WHAT IS REQUIRED -
The lines below are to be quoted exactly, from the first through the one that contains "#[derive(Debug, Clone, PartialEq)]".

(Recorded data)
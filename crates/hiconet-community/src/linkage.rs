//! Ward agglomerative clustering and flat cuts of the resulting dendrogram.
//!
//! [`ward`] builds the dendrogram with the nearest-neighbor chain algorithm
//! and the Lance-Williams update for Ward's criterion. [`Linkage::cut`] then
//! assigns flat cluster labels so that no cluster contains a merge above the
//! cut height.
//!
//! Leaves are numbered `0..n`. The `k`-th merge (in increasing height order)
//! creates cluster `n + k`.
//!
//! # Example
//!
//! ```
//! use hiconet_community::{distance::CondensedDistances, linkage::ward};
//!
//! // two tight pairs far apart on a line: 0, 1 and 10, 11
//! let points = [0.0_f64, 1.0, 10.0, 11.0];
//! let distances = CondensedDistances::from_fn(4, |i, j| (points[i] - points[j]).abs());
//! let linkage = ward(&distances);
//! assert_eq!(linkage.cut(2.0), vec![1, 1, 2, 2]);
//! assert_eq!(linkage.cut(100.0), vec![1, 1, 1, 1]);
//! ```

use crate::distance::{CondensedDistances, condensed_index};

/// One agglomeration step.
#[derive(Debug, Clone, Copy, PartialEq)]
pub struct Merge {
    pub left: usize,
    pub right: usize,
    pub height: f64,
    /// Number of leaves under the new cluster.
    pub size: usize,
}

/// A full dendrogram over `n_leaves` items.
#[derive(Debug, Clone, PartialEq)]
pub struct Linkage {
    n_leaves: usize,
    merges: Vec<Merge>,
}

/// Runs Ward linkage on a condensed distance matrix.
#[must_use]
pub fn ward(distances: &CondensedDistances) -> Linkage {
    let n = distances.len();
    let mut d = distances.clone().into_values();
    // 0 marks a cluster that has been merged away
    let mut size = vec![1_usize; n];
    let mut raw = Vec::with_capacity(n.saturating_sub(1));
    let mut chain = Vec::<usize>::with_capacity(n);

    for _ in 1..n {
        if chain.is_empty() {
            let Some(first) = size.iter().position(|&s| s > 0) else {
                break;
            };
            chain.push(first);
        }

        let (x, y, height) = loop {
            let x = chain[chain.len() - 1];
            let previous = (chain.len() > 1).then(|| chain[chain.len() - 2]);
            let (mut y, mut current_min) = match previous {
                Some(p) => (p, d[condensed_index(n, x, p)]),
                None => (x, f64::INFINITY),
            };
            for (i, &ni) in size.iter().enumerate() {
                if ni == 0 || i == x {
                    continue;
                }
                let dist = d[condensed_index(n, x, i)];
                if dist < current_min {
                    current_min = dist;
                    y = i;
                }
            }
            if previous == Some(y) {
                break (x, y, current_min);
            }
            chain.push(y);
        };
        chain.truncate(chain.len() - 2);

        let (x, y) = (x.min(y), x.max(y));
        let (nx, ny) = (size[x], size[y]);
        raw.push(Merge {
            left: x,
            right: y,
            height,
            size: nx + ny,
        });
        size[x] = 0;
        size[y] = nx + ny;

        for (i, &ni) in size.iter().enumerate() {
            if ni == 0 || i == y {
                continue;
            }
            let xi = condensed_index(n, i, x);
            let yi = condensed_index(n, i, y);
            d[yi] = ward_update(d[xi], d[yi], height, nx, ny, ni);
        }
    }

    raw.sort_by(|a, b| a.height.total_cmp(&b.height));
    Linkage {
        n_leaves: n,
        merges: relabel(raw, n),
    }
}

#[expect(clippy::cast_precision_loss)]
fn ward_update(dxi: f64, dyi: f64, dxy: f64, nx: usize, ny: usize, ni: usize) -> f64 {
    let (nx, ny, ni) = (nx as f64, ny as f64, ni as f64);
    let t = 1.0 / (nx + ny + ni);
    ((ni + nx) * t * dxi * dxi + (ni + ny) * t * dyi * dyi - ni * t * dxy * dxy)
        .max(0.0)
        .sqrt()
}

/// Renames merge operands from "slot of the surviving cluster" to dendrogram ids.
fn relabel(raw: Vec<Merge>, n: usize) -> Vec<Merge> {
    let mut parent = (0..(2 * n).saturating_sub(1)).collect::<Vec<_>>();
    let find = |parent: &mut Vec<usize>, mut node: usize| {
        let mut root = node;
        while parent[root] != root {
            root = parent[root];
        }
        while parent[node] != root {
            let next = parent[node];
            parent[node] = root;
            node = next;
        }
        root
    };

    raw.into_iter()
        .enumerate()
        .map(|(k, merge)| {
            let a = find(&mut parent, merge.left);
            let b = find(&mut parent, merge.right);
            let id = n + k;
            parent[a] = id;
            parent[b] = id;
            Merge {
                left: a.min(b),
                right: a.max(b),
                ..merge
            }
        })
        .collect()
}

impl Linkage {
    #[must_use]
    pub fn n_leaves(&self) -> usize {
        self.n_leaves
    }

    /// Merges sorted by non-decreasing height.
    #[must_use]
    pub fn merges(&self) -> &[Merge] {
        &self.merges
    }

    /// Flat clusters such that every cluster's internal merges sit at or below
    /// `threshold`.
    ///
    /// Labels start at 1 and are assigned in left-to-right dendrogram order.
    #[must_use]
    pub fn cut(&self, threshold: f64) -> Vec<u32> {
        let n = self.n_leaves;
        let mut labels = vec![0_u32; n];
        if self.merges.is_empty() {
            for (label, next) in labels.iter_mut().zip(1..) {
                *label = next;
            }
            return labels;
        }

        // tallest merge under each dendrogram node
        let mut max_height = Vec::<f64>::with_capacity(self.merges.len());
        for merge in &self.merges {
            let mut h = merge.height;
            for child in [merge.left, merge.right] {
                if child >= n {
                    h = h.max(max_height[child - n]);
                }
            }
            max_height.push(h);
        }

        let mut n_clusters = 0_u32;
        let mut leader = None;
        let mut visited = vec![false; self.merges.len()];
        let mut stack = vec![n + self.merges.len() - 1];
        while let Some(&node) = stack.last() {
            let k = node - n;
            let Merge { left, right, .. } = self.merges[k];
            if leader.is_none() && max_height[k] <= threshold {
                leader = Some(k);
                n_clusters += 1;
            }
            if left >= n && !visited[left - n] {
                visited[left - n] = true;
                stack.push(left);
                continue;
            }
            if right >= n && !visited[right - n] {
                visited[right - n] = true;
                stack.push(right);
                continue;
            }
            for leaf in [left, right] {
                if leaf < n {
                    if leader.is_none() {
                        n_clusters += 1;
                    }
                    labels[leaf] = n_clusters;
                }
            }
            if leader == Some(k) {
                leader = None;
            }
            stack.pop();
        }
        labels
    }
}

#[cfg(test)]
mod tests {
    use super::*;

    fn line(points: &[f64]) -> CondensedDistances {
        CondensedDistances::from_fn(points.len(), |i, j| (points[i] - points[j]).abs())
    }

    #[test]
    fn test_ward_heights() {
        let linkage = ward(&line(&[0.0, 1.0, 10.0, 11.0]));
        let merges = linkage.merges();
        assert_eq!(merges.len(), 3);
        assert!((merges[0].height - 1.0).abs() < 1e-12);
        assert!((merges[1].height - 1.0).abs() < 1e-12);
        assert_eq!((merges[0].left, merges[0].right), (0, 1));
        assert_eq!((merges[1].left, merges[1].right), (2, 3));
        assert_eq!((merges[2].left, merges[2].right), (4, 5));
        assert_eq!(merges[2].size, 4);
        // between-centroid distance 10, Ward height sqrt(2 * 2 * 2 / 4) * 10
        assert!((merges[2].height - 200.0_f64.sqrt()).abs() < 1e-9);
    }

    #[test]
    fn test_ward_three_points() {
        // 0 and 1 merge at 1; then 2 joins at
        // sqrt((2 * 4^2 + 2 * 3^2 - 1) / 3) = sqrt(49 / 3)
        let linkage = ward(&line(&[0.0, 1.0, 4.0]));
        let merges = linkage.merges();
        assert_eq!((merges[0].left, merges[0].right), (0, 1));
        assert_eq!((merges[1].left, merges[1].right), (2, 3));
        assert!((merges[1].height - (49.0_f64 / 3.0).sqrt()).abs() < 1e-12);
    }

    #[test]
    fn test_cut_levels() {
        let linkage = ward(&line(&[0.0, 1.0, 10.0, 11.0, 30.0]));
        assert_eq!(linkage.cut(0.5), vec![1, 2, 3, 4, 5]);
        let mid = linkage.cut(2.0);
        assert_eq!(mid[0], mid[1]);
        assert_eq!(mid[2], mid[3]);
        assert_ne!(mid[0], mid[2]);
        assert_ne!(mid[4], mid[0]);
        assert_ne!(mid[4], mid[2]);
        assert_eq!(linkage.cut(1e6), vec![1; 5]);
    }

    #[test]
    fn test_single_leaf() {
        let linkage = ward(&line(&[3.0]));
        assert!(linkage.merges().is_empty());
        assert_eq!(linkage.cut(1.0), vec![1]);
    }
}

SOLUTION TO THIS EXERCISE -
filename crates/hiconet-community/src/linkage.rs
//! Ward agglomerative clustering and flat cuts of the resulting dendrogram.
//!
//! [`ward`] builds the dendrogram with the nearest-neighbor chain algorithm
//! and the Lance-Williams update for Ward's criterion. [`Linkage::cut`] then
//! assigns flat cluster labels so that no cluster contains a merge above the
//! cut height.
//!
//! Leaves are numbered `0..n`. The `k`-th merge (in increasing height order)
//! creates cluster `n + k`.
//!
//! # Example
//!
//! ```
//! use hiconet_community::{distance::CondensedDistances, linkage::ward};
//!
//! // two tight pairs far apart on a line: 0, 1 and 10, 11
//! let points = [0.0_f64, 1.0, 10.0, 11.0];
//! let distances = CondensedDistances::from_fn(4, |i, j| (points[i] - points[j]).abs());
//! let linkage = ward(&distances);
//! assert_eq!(linkage.cut(2.0), vec![1, 1, 2, 2]);
//! assert_eq!(linkage.cut(100.0), vec![1, 1, 1, 1]);
//! ```

use crate::distance::{CondensedDistances, condensed_index};

/// One agglomeration step.
#[derive(Debug, Clone, Copy, PartialEq)]
pub struct Merge {
    pub left: usize,
    pub right: usize,
    pub height: f64,
    /// Number of leaves under the new cluster.
    pub size: usize,
}

/// A full dendrogram over `n_leaves` items.
#[derive(Debug, Clone, PartialEq)]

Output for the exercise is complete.